# INFORMATION:
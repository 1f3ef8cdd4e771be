//! Per-frame surface acquire, command recording, submit and present.

use crate::render::gpu::GpuContext;

/// Background colour of the main pass.
#[derive(Debug, Clone, Copy, PartialEq)]
pub struct ClearColor(pub [f64; 4]);

impl Default for ClearColor {
    fn default() -> Self {
        Self([0.0, 0.0, 1.0, 1.0])
    }
}

impl From<ClearColor> for wgpu::Color {
    fn from(c: ClearColor) -> Self {
        wgpu::Color {
            r: c.0[0],
            g: c.0[1],
            b: c.0[2],
            a: c.0[3],
        }
    }
}

/// Everything a renderer needs to record one frame's passes.
pub struct FrameContext<'a> {
    pub encoder: wgpu::CommandEncoder,
    pub view: wgpu::TextureView,
    pub gpu: &'a GpuContext,
}

/// Acquire the next surface texture, let `record` add passes, then submit
/// and present.
pub fn render_frame(
    gpu: &GpuContext,
    record: impl FnOnce(&mut FrameContext<'_>),
) -> Result<(), wgpu::SurfaceError> {
    let output = gpu.surface.get_current_texture()?;
    let view = output
        .texture
        .create_view(&wgpu::TextureViewDescriptor::default());
    let encoder = gpu
        .device
        .create_command_encoder(&wgpu::CommandEncoderDescriptor {
            label: Some("tigger frame encoder"),
        });

    let mut frame = FrameContext { encoder, view, gpu };
    record(&mut frame);

    gpu.queue.submit(std::iter::once(frame.encoder.finish()));
    output.present();
    Ok(())
}

#[cfg(test)]
mod tests {
    use super::*;

    #[test]
    fn clear_color_converts_channel_by_channel() {
        let c: wgpu::Color = ClearColor([0.1, 0.2, 0.3, 0.4]).into();
        assert_eq!((c.r, c.g, c.b, c.a), (0.1, 0.2, 0.3, 0.4));
    }
}
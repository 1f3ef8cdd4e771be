//! Surface reflectance for the Blinn–Phong mesh shader.

use serde::{Deserialize, Serialize};

use crate::math::Vec3;

/// Ambient, diffuse and specular coefficients plus the specular exponent.
///
/// The shader combines them per light as
/// `La·ka + Le·kd·texel·max(0, N·L) + Le·ks·max(0, N·H)^shininess`.
#[derive(Debug, Clone, Copy, PartialEq, Serialize, Deserialize)]
#[serde(default)]
pub struct Material {
    pub ka: Vec3,
    pub kd: Vec3,
    pub ks: Vec3,
    pub shininess: f32,
}

impl Default for Material {
    fn default() -> Self {
        Self {
            ka: Vec3::splat(0.1),
            kd: Vec3::ONE,
            ks: Vec3::splat(0.3),
            shininess: 50.0,
        }
    }
}
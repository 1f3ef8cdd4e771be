//! Window management via winit.
//!
//! Implements [`winit::application::ApplicationHandler`] to drive the event
//! loop: window and GPU creation, keyboard forwarding, resize, and the frame
//! itself (update the scene, draw it into a [`DrawList`], render the list).

use std::sync::Arc;

use winit::application::ApplicationHandler;
use winit::event::{ElementState, WindowEvent};
use winit::event_loop::{ActiveEventLoop, EventLoop};
use winit::keyboard::PhysicalKey;
use winit::window::{Window, WindowId};

use crate::config::GameConfig;
use crate::draw::DrawList;
use crate::error::{Error, Result};
use crate::input::{Bindings, Controls, Input, KeyCode};
use crate::render::{render_frame, ClearColor, GpuContext};
use crate::render3d::Renderer;
use crate::scene::{Outcome, Scene};
use crate::time::Time;

/// Frames between frame-rate log lines.
const FRAME_LOG_INTERVAL: u64 = 600;

/// GPU-side state, created once the window exists.
struct Graphics {
    window: Arc<Window>,
    gpu: GpuContext,
    renderer: Renderer,
}

/// The application state that winit drives.
pub struct TiggerApp {
    config: GameConfig,
    scene: Scene,
    input: Input<KeyCode>,
    bindings: Bindings,
    time: Time,
    draw_list: DrawList,
    graphics: Option<Graphics>,
    last_outcome: Outcome,
    /// Set when startup fails inside the event loop.
    error: Option<Error>,
}

impl TiggerApp {
    pub fn new(config: GameConfig) -> Result<Self> {
        let scene = Scene::new(&config)?;
        Ok(Self {
            config,
            scene,
            input: Input::new(),
            bindings: Bindings::default(),
            time: Time::new(),
            draw_list: DrawList::new(),
            graphics: None,
            last_outcome: Outcome::Playing,
            error: None,
        })
    }

    fn create_graphics(&mut self, event_loop: &ActiveEventLoop) -> Result<Graphics> {
        let window = &self.config.window;
        let attrs = Window::default_attributes()
            .with_title(&window.title)
            .with_inner_size(winit::dpi::LogicalSize::new(window.width, window.height));
        let window = Arc::new(
            event_loop
                .create_window(attrs)
                .map_err(|e| Error::Gpu(format!("cannot create window: {e}")))?,
        );

        let gpu = GpuContext::new(window.clone())?;
        let renderer = Renderer::new(&gpu, &self.config.assets, ClearColor(self.config.window.clear_color));
        let (w, h) = gpu.surface_size();
        self.scene.camera_mut().set_aspect(w, h);

        Ok(Graphics {
            window,
            gpu,
            renderer,
        })
    }

    fn redraw(&mut self, event_loop: &ActiveEventLoop) {
        self.time.update();
        if self.time.frame_count() % FRAME_LOG_INTERVAL == 0 {
            log::debug!(
                "frame {} at {:.1}s, {:.0} fps",
                self.time.frame_count(),
                self.time.elapsed().as_secs_f32(),
                self.time.fps()
            );
        }

        let controls = Controls::from_input(&self.input, &self.bindings);
        if controls.quit {
            log::info!("Escape pressed, exiting.");
            event_loop.exit();
            return;
        }

        if let Err(err) = self.scene.update(&controls, self.time.delta_secs()) {
            log::error!("scene update failed: {err}");
            event_loop.exit();
            return;
        }
        self.input.clear_just();

        let outcome = self.scene.outcome();
        if outcome != self.last_outcome {
            match outcome {
                Outcome::Won => log::info!("All spheres cleared, you win!"),
                Outcome::Lost => log::info!("Too many bombs lost, game over."),
                Outcome::Playing => {}
            }
            self.last_outcome = outcome;
        }

        self.scene.draw(&mut self.draw_list);

        let Some(graphics) = &mut self.graphics else {
            return;
        };
        let renderer = &mut graphics.renderer;
        let list = &self.draw_list;
        match render_frame(&graphics.gpu, |frame| renderer.render(frame, list)) {
            Ok(()) => {}
            Err(wgpu::SurfaceError::Lost | wgpu::SurfaceError::Outdated) => {
                let (w, h) = graphics.gpu.surface_size();
                graphics.gpu.resize(w, h);
            }
            Err(wgpu::SurfaceError::OutOfMemory) => {
                log::error!("Out of GPU memory!");
                event_loop.exit();
            }
            Err(e) => {
                log::warn!("Surface error: {:?}", e);
            }
        }

        graphics.window.request_redraw();
    }
}

impl ApplicationHandler for TiggerApp {
    fn resumed(&mut self, event_loop: &ActiveEventLoop) {
        if self.graphics.is_some() {
            return;
        }
        match self.create_graphics(event_loop) {
            Ok(graphics) => {
                graphics.window.request_redraw();
                self.graphics = Some(graphics);
            }
            Err(err) => {
                self.error = Some(err);
                event_loop.exit();
            }
        }
    }

    fn window_event(&mut self, event_loop: &ActiveEventLoop, _id: WindowId, event: WindowEvent) {
        match event {
            WindowEvent::CloseRequested => {
                log::info!("Window close requested, exiting.");
                event_loop.exit();
            }

            WindowEvent::Resized(size) => {
                if let Some(graphics) = &mut self.graphics {
                    graphics.gpu.resize(size.width, size.height);
                }
                self.scene.camera_mut().set_aspect(size.width, size.height);
            }

            WindowEvent::KeyboardInput { event, .. } => {
                if let PhysicalKey::Code(key_code) = event.physical_key {
                    match event.state {
                        ElementState::Pressed => self.input.press(key_code),
                        ElementState::Released => self.input.release(key_code),
                    }
                }
            }

            WindowEvent::RedrawRequested => self.redraw(event_loop),

            _ => {}
        }
    }
}

/// Open the window and run until it closes.
pub fn run(config: GameConfig) -> Result<()> {
    let event_loop = EventLoop::new().map_err(|e| Error::Gpu(format!("cannot start event loop: {e}")))?;
    let mut app = TiggerApp::new(config)?;
    event_loop
        .run_app(&mut app)
        .map_err(|e| Error::Gpu(format!("event loop failed: {e}")))?;
    match app.error.take() {
        Some(err) => Err(err),
        None => Ok(()),
    }
}
//! # Math — glam Re-Exports and Scene Conventions
//!
//! Vectors and matrices come straight from [glam](https://docs.rs/glam). This
//! module adds the handful of conventions the scene relies on: yaw and roll
//! matrices in degrees, the player heading derived from an orientation, and a
//! normalize that never produces NaN.
//!
//! ## Row Vectors vs. Column Vectors
//!
//! The scene's transform recipes are written the "row-vector" way, where a
//! point is transformed as `v · M` and a model matrix reads left to right in
//! application order:
//!
//! ```text
//! row-vector:     Model = S · R · T          MVP = Model · View · Proj
//! glam (column):  model = T * R * S          mvp = proj * view * model
//! ```
//!
//! Both describe the same mapping; glam's matrix is the transpose of the
//! row-vector matrix, so every product simply reverses order. Everything in
//! this crate is stored and uploaded in glam's column-major layout.
//!
//! ## Yaw Sign
//!
//! Orientation is a yaw in degrees about +Y. The yaw matrix maps `(x, y, z)`
//! to `(x·cos a − z·sin a, y, x·sin a + z·cos a)`, which in glam is
//! `Mat4::from_rotation_y(-a)`. The heading vector `(cos b, 0, sin b)` with
//! `b = orientation + 180°` follows the same handedness, so turning the
//! orientation turns the model and its heading together.
//!
//! ## Comparison
//!
//! - **Bevy**: `Transform` stores a quaternion and derives the matrix on demand.
//! - **three.js**: `Object3D.rotation` holds Euler angles in radians.
//! - **Our approach**: a single yaw angle in degrees plus an optional roll,
//!   since nothing in the scene ever pitches.

pub use glam::{Mat4, Quat, Vec2, Vec3, Vec4};

/// Squared lengths below this are treated as zero by [`normalize_or`].
pub const NORMALIZE_EPSILON: f32 = 1e-12;

/// Normalize `v`, or return `fallback` when `v` has (near) zero length.
pub fn normalize_or(v: Vec3, fallback: Vec3) -> Vec3 {
    let len_sq = v.length_squared();
    if len_sq > NORMALIZE_EPSILON && len_sq.is_finite() {
        v / len_sq.sqrt()
    } else {
        fallback
    }
}

/// Rotation about +Y by `degrees` in the scene's yaw convention.
pub fn yaw_matrix(degrees: f32) -> Mat4 {
    Mat4::from_rotation_y(-degrees.to_radians())
}

/// Rotation about +Z (the roll used by the spinning projectile and the
/// falling player) by `degrees`.
pub fn roll_matrix(degrees: f32) -> Mat4 {
    Mat4::from_rotation_z(degrees.to_radians())
}

/// Unit heading in the XZ plane for an orientation in degrees.
///
/// `heading(0.0)` points down −X; `heading(90.0)` points down −Z.
pub fn heading(orientation_degrees: f32) -> Vec3 {
    let angle = (orientation_degrees + 180.0).to_radians();
    normalize_or(Vec3::new(angle.cos(), 0.0, angle.sin()), Vec3::NEG_X)
}

#[cfg(test)]
mod tests {
    use super::*;
    use rand::rngs::StdRng;
    use rand::{Rng, SeedableRng};

    #[test]
    fn normalize_yields_unit_length() {
        for v in [
            Vec3::new(3.0, 4.0, 0.0),
            Vec3::new(-0.001, 0.002, 0.0005),
            Vec3::new(1e4, -2e4, 3e4),
        ] {
            let len = normalize_or(v, Vec3::Y).length();
            assert!((len - 1.0).abs() < 1e-5, "normalize({v}) has length {len}");
        }
    }

    #[test]
    fn normalize_zero_uses_fallback() {
        assert_eq!(normalize_or(Vec3::ZERO, Vec3::Z), Vec3::Z);
        assert_eq!(normalize_or(Vec3::splat(f32::NAN), Vec3::X), Vec3::X);
    }

    #[test]
    fn matrix_product_is_associative() {
        let mut rng = StdRng::seed_from_u64(0x6d61_7434);
        let mut random = || Mat4::from_cols_array(&std::array::from_fn(|_| rng.gen_range(-2.0_f32..2.0)));
        for _ in 0..256 {
            let (a, b, c) = (random(), random(), random());
            let left = (a * b) * c;
            let right = a * (b * c);
            assert!(left.abs_diff_eq(right, 1e-3), "(A·B)·C = {left} but A·(B·C) = {right}");
        }

        // The scene's own building blocks, at awkward angles.
        let a = yaw_matrix(-33.0) * roll_matrix(71.0) * Mat4::from_translation(Vec3::new(-4.0, 0.25, 9.0));
        let b = Mat4::perspective_rh(0.9, 1.3, 0.1, 50.0);
        let c = Mat4::from_scale(Vec3::new(2.0, 0.5, 0.01));
        assert!(((a * b) * c).abs_diff_eq(a * (b * c), 1e-4));
    }

    #[test]
    fn yaw_matches_row_vector_recipe() {
        // Row-vector yaw: (x·cos a − z·sin a, y, x·sin a + z·cos a)
        let a = 30.0_f32.to_radians();
        let p = Vec3::new(1.0, 2.0, 3.0);
        let expected = Vec3::new(
            p.x * a.cos() - p.z * a.sin(),
            p.y,
            p.x * a.sin() + p.z * a.cos(),
        );
        let got = yaw_matrix(30.0).transform_point3(p);
        assert!(got.abs_diff_eq(expected, 1e-5), "expected {expected}, got {got}");
    }

    #[test]
    fn heading_at_zero_points_down_negative_x() {
        let h = heading(0.0);
        assert!(h.abs_diff_eq(Vec3::new(-1.0, 0.0, 0.0), 1e-6), "got {h}");
    }

    #[test]
    fn heading_at_player_start_orientation() {
        // (cos 273.63°, 0, sin 273.63°)
        let h = heading(93.63);
        assert!(
            h.abs_diff_eq(Vec3::new(0.063_313, 0.0, -0.997_994), 1e-4),
            "got {h}"
        );
    }

    #[test]
    fn heading_is_always_unit_length() {
        for deg in [-720.0, -90.0, 0.0, 45.0, 93.63, 359.9, 1e5] {
            let len = heading(deg).length();
            assert!((len - 1.0).abs() < 1e-5, "heading({deg}) has length {len}");
        }
    }
}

# EXERCISE GOAL:
Scan the entries above for the line containing "self.input.clear_just();", and copy it and all lines after it exactly, down to and including the line containing "self.graphics = Some(graphics);".

# EXERCISE RESULT:
        self.input.clear_just();

        let outcome = self.scene.outcome();
        if outcome != self.last_outcome {
            match outcome {
                Outcome::Won => log::info!("All spheres cleared, you win!"),
                Outcome::Lost => log::info!("Too many bombs lost, game over."),
                Outcome::Playing => {}
            }
            self.last_outcome = outcome;
        }

        self.scene.draw(&mut self.draw_list);

        let Some(graphics) = &mut self.graphics else {
            return;
        };
        let renderer = &mut graphics.renderer;
        let list = &self.draw_list;
        match render_frame(&graphics.gpu, |frame| renderer.render(frame, list)) {
            Ok(()) => {}
            Err(wgpu::SurfaceError::Lost | wgpu::SurfaceError::Outdated) => {
                let (w, h) = graphics.gpu.surface_size();
                graphics.gpu.resize(w, h);
            }
            Err(wgpu::SurfaceError::OutOfMemory) => {
                log::error!("Out of GPU memory!");
                event_loop.exit();
            }
            Err(e) => {
                log::warn!("Surface error: {:?}", e);
            }
        }

        graphics.window.request_redraw();
    }
}

impl ApplicationHandler for TiggerApp {
    fn resumed(&mut self, event_loop: &ActiveEventLoop) {
        if self.graphics.is_some() {
            return;
        }
        match self.create_graphics(event_loop) {
            Ok(graphics) => {
                graphics.window.request_redraw();
                self.graphics = Some(graphics);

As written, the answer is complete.